PySpelling is a module to help with automating spell checking in a project with Aspell or Hunspell. It is essentially a wrapper around the command line utility of these two spell checking tools, and allows you to setup different spelling tasks for different file types. You can apply specific and different filters and options to each task. PySpelling can also be used in CI environments to fail the build if there are misspelled words.

Aspell and Hunspell are very good spell checking tools. Aspell particularly comes with a couple of filters, but the filters are limited in types and aren't extremely flexible. PySpelling was created to work around Aspell's and Hunspell's filtering shortcomings by creating a wrapper around them that could be extended to handle more kinds of file formats and provide more advanced filtering. If you need to filter out specific HTML tags with specific IDs or class names, PySpelling can do it. If you want to scan Python files for docstrings, but also avoid specific content within the docstring, you can do that as well. If PySpelling doesn't have a filter you need, with access to so many available Python modules, you can easily write your own.
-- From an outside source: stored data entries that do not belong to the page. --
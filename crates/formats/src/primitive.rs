/// Row-major identity, as it appears on the wire.
pub const IDENTITY_ROW_MAJOR: [f32; 16] = [
    1.0, 0.0, 0.0, 0.0, //
    0.0, 1.0, 0.0, 0.0, //
    0.0, 0.0, 1.0, 0.0, //
    0.0, 0.0, 0.0, 1.0,
];

/// Indexed triangle mesh. `vertices`/`normals` are xyz triples, `colors` are
/// RGBA in `[0, 1]`, `matrix` is the row-major object transform.
#[derive(Debug, Clone, PartialEq)]
pub struct Mesh {
    pub vertices: Vec<f32>,
    pub normals: Vec<f32>,
    pub colors: Vec<f32>,
    pub indices: Vec<u16>,
    pub matrix: [f32; 16],
}

/// Indexed line segments. Normals are synthesized (all zero) so lines can
/// share the lit program with meshes.
#[derive(Debug, Clone, PartialEq)]
pub struct LineSet {
    pub points: Vec<f32>,
    pub normals: Vec<f32>,
    pub colors: Vec<f32>,
    pub indices: Vec<u16>,
    pub matrix: [f32; 16],
}

#[derive(Debug, Clone, PartialEq)]
pub struct PointSet {
    pub points: Vec<f32>,
    pub colors: Vec<f32>,
    pub matrix: [f32; 16],
}

#[derive(Debug, Clone, Copy, PartialEq)]
pub struct ColorStop {
    pub scalar: f32,
    pub rgb: [f32; 3],
}

#[derive(Debug, Clone, Copy, PartialEq, Eq)]
pub enum Orientation {
    Horizontal,
    Vertical,
}

impl Orientation {
    pub fn from_wire(value: u8) -> Self {
        if value == 0 {
            Orientation::Horizontal
        } else {
            Orientation::Vertical
        }
    }

    pub fn to_wire(self) -> u8 {
        match self {
            Orientation::Horizontal => 0,
            Orientation::Vertical => 1,
        }
    }
}

/// Scalar-bar legend drawn in screen space after the 3D pass.
/// `position` and `size` are fractions of the canvas.
#[derive(Debug, Clone, PartialEq)]
pub struct ColorMapWidget {
    pub position: [f32; 2],
    pub size: [f32; 2],
    pub stops: Vec<ColorStop>,
    pub orientation: Orientation,
    pub num_labels: u8,
    pub title: String,
}

impl ColorMapWidget {
    /// Scalar range covered by the stops, `None` when there are no stops.
    pub fn range(&self) -> Option<(f32, f32)> {
        let first = self.stops.first()?;
        let (mut lo, mut hi) = (first.scalar, first.scalar);
        for stop in &self.stops[1..] {
            lo = lo.min(stop.scalar);
            hi = hi.max(stop.scalar);
        }
        Some((lo, hi))
    }
}

/// One decoded object part.
#[derive(Debug, Clone, PartialEq)]
pub enum Primitive {
    Mesh(Mesh),
    Lines(LineSet),
    Points(PointSet),
    ColorMap(ColorMapWidget),
}

impl Primitive {
    pub fn kind(&self) -> &'static str {
        match self {
            Primitive::Mesh(_) => "mesh",
            Primitive::Lines(_) => "lines",
            Primitive::Points(_) => "points",
            Primitive::ColorMap(_) => "color_map",
        }
    }

    pub fn tag(&self) -> u8 {
        match self {
            Primitive::Mesh(_) => crate::wire::TAG_MESH,
            Primitive::Lines(_) => crate::wire::TAG_LINES,
            Primitive::Points(_) => crate::wire::TAG_POINTS,
            Primitive::ColorMap(_) => crate::wire::TAG_COLOR_MAP,
        }
    }

    /// Row-major object transform; color maps live in screen space and have none.
    pub fn matrix(&self) -> Option<&[f32; 16]> {
        match self {
            Primitive::Mesh(m) => Some(&m.matrix),
            Primitive::Lines(l) => Some(&l.matrix),
            Primitive::Points(p) => Some(&p.matrix),
            Primitive::ColorMap(_) => None,
        }
    }

    pub fn vertex_count(&self) -> usize {
        match self {
            Primitive::Mesh(m) => m.vertices.len() / 3,
            Primitive::Lines(l) => l.points.len() / 3,
            Primitive::Points(p) => p.points.len() / 3,
            Primitive::ColorMap(_) => 0,
        }
    }
}

#[cfg(test)]
mod tests {
    use super::*;

    #[test]
    fn color_map_range_spans_unsorted_stops() {
        let widget = ColorMapWidget {
            position: [0.0, 0.0],
            size: [0.1, 0.5],
            stops: vec![
                ColorStop { scalar: 2.0, rgb: [0.0; 3] },
                ColorStop { scalar: -1.0, rgb: [1.0; 3] },
                ColorStop { scalar: 0.5, rgb: [0.5; 3] },
            ],
            orientation: Orientation::Vertical,
            num_labels: 3,
            title: String::new(),
        };
        assert_eq!(widget.range(), Some((-1.0, 2.0)));
    }

    #[test]
    fn orientation_zero_is_horizontal() {
        assert_eq!(Orientation::from_wire(0), Orientation::Horizontal);
        assert_eq!(Orientation::from_wire(1), Orientation::Vertical);
        assert_eq!(Orientation::from_wire(7), Orientation::Vertical);
        assert_eq!(Orientation::Vertical.to_wire(), 1);
    }
}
Computer:pyspelling facelessuser$ pyspelling
Misspelled words:
<html-content> site/index.html: P

Misspelled words:
<context> pyspelling/ Pep440Version

!!!Spelling check failed!!!


PySpelling is a wrapper around either Aspell or Hunspell. If you do not have a working Aspell or Hunspell on your system, PySpelling will not work. It is up to the user to either build locally or acquire via a package manager a working spell checker installation. PySpelling pre-processes files with Python filters, and then sends the resulting text to the preferred spell checker via command line.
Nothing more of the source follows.